[[ LISTED RECORDS, beginning ]]
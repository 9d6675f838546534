//! Append-only snapshot store for one logical module.
//!
//! The store owns the ordinal numbering: the n-th appended snapshot gets
//! index n (1-based). Snapshots are never modified or removed, so anything
//! derived from a store is a pure function of its contents.

use rc_common::Snapshot;

#[derive(Debug, Clone, Default)]
pub struct SnapshotStore {
    module: String,
    snapshots: Vec<Snapshot>,
}

impl SnapshotStore {
    pub fn new(module: impl Into<String>) -> Self {
        SnapshotStore {
            module: module.into(),
            snapshots: Vec::new(),
        }
    }

    /// Store a list of parsed snapshots in input order.
    pub fn from_snapshots(module: impl Into<String>, snapshots: Vec<Snapshot>) -> Self {
        let mut store = SnapshotStore::new(module);
        for snapshot in snapshots {
            store.append(snapshot);
        }
        store
    }

    /// Append a snapshot and return its assigned ordinal.
    pub fn append(&mut self, mut snapshot: Snapshot) -> usize {
        let index = self.snapshots.len() + 1;
        snapshot.index = index;
        self.snapshots.push(snapshot);
        index
    }

    pub fn module(&self) -> &str {
        &self.module
    }

    /// Snapshot by 1-based ordinal.
    pub fn get(&self, index: usize) -> Option<&Snapshot> {
        index.checked_sub(1).and_then(|i| self.snapshots.get(i))
    }

    pub fn snapshots(&self) -> &[Snapshot] {
        &self.snapshots
    }

    pub fn len(&self) -> usize {
        self.snapshots.len()
    }

    pub fn is_empty(&self) -> bool {
        self.snapshots.is_empty()
    }

    /// Values a field takes across the sequence, newest first, with the
    /// ordinal that set each one.
    pub fn newest_first<'a, T, F>(&'a self, field: F) -> Vec<(usize, T)>
    where
        F: Fn(&'a Snapshot) -> Option<T>,
    {
        self.snapshots
            .iter()
            .rev()
            .filter_map(|s| field(s).map(|v| (s.index, v)))
            .collect()
    }

    /// Latest value of a field, with the ordinal that set it.
    pub fn latest<'a, T, F>(&'a self, field: F) -> Option<(usize, T)>
    where
        F: Fn(&'a Snapshot) -> Option<T>,
    {
        self.snapshots
            .iter()
            .rev()
            .find_map(|s| field(s).map(|v| (s.index, v)))
    }

    /// Ordinals of the snapshots where `field` equals `value`.
    pub fn ordinals_with<'a, T, F>(&'a self, field: F, value: &T) -> Vec<usize>
    where
        T: PartialEq,
        F: Fn(&'a Snapshot) -> Option<T>,
    {
        self.snapshots
            .iter()
            .filter(|s| field(s).as_ref() == Some(value))
            .map(|s| s.index)
            .collect()
    }
}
[[ LISTED RECORDS, end ]]
▶ _THE PROBLEM_
Among the records above, which lines hold the word "module"? Copy each one.

▶ _SOLUTION BELOW_
//! Append-only snapshot store for one logical module.
    module: String,
    pub fn new(module: impl Into<String>) -> Self {
            module: module.into(),
    pub fn from_snapshots(module: impl Into<String>, snapshots: Vec<Snapshot>) -> Self {
        let mut store = SnapshotStore::new(module);
    pub fn module(&self) -> &str {
        &self.module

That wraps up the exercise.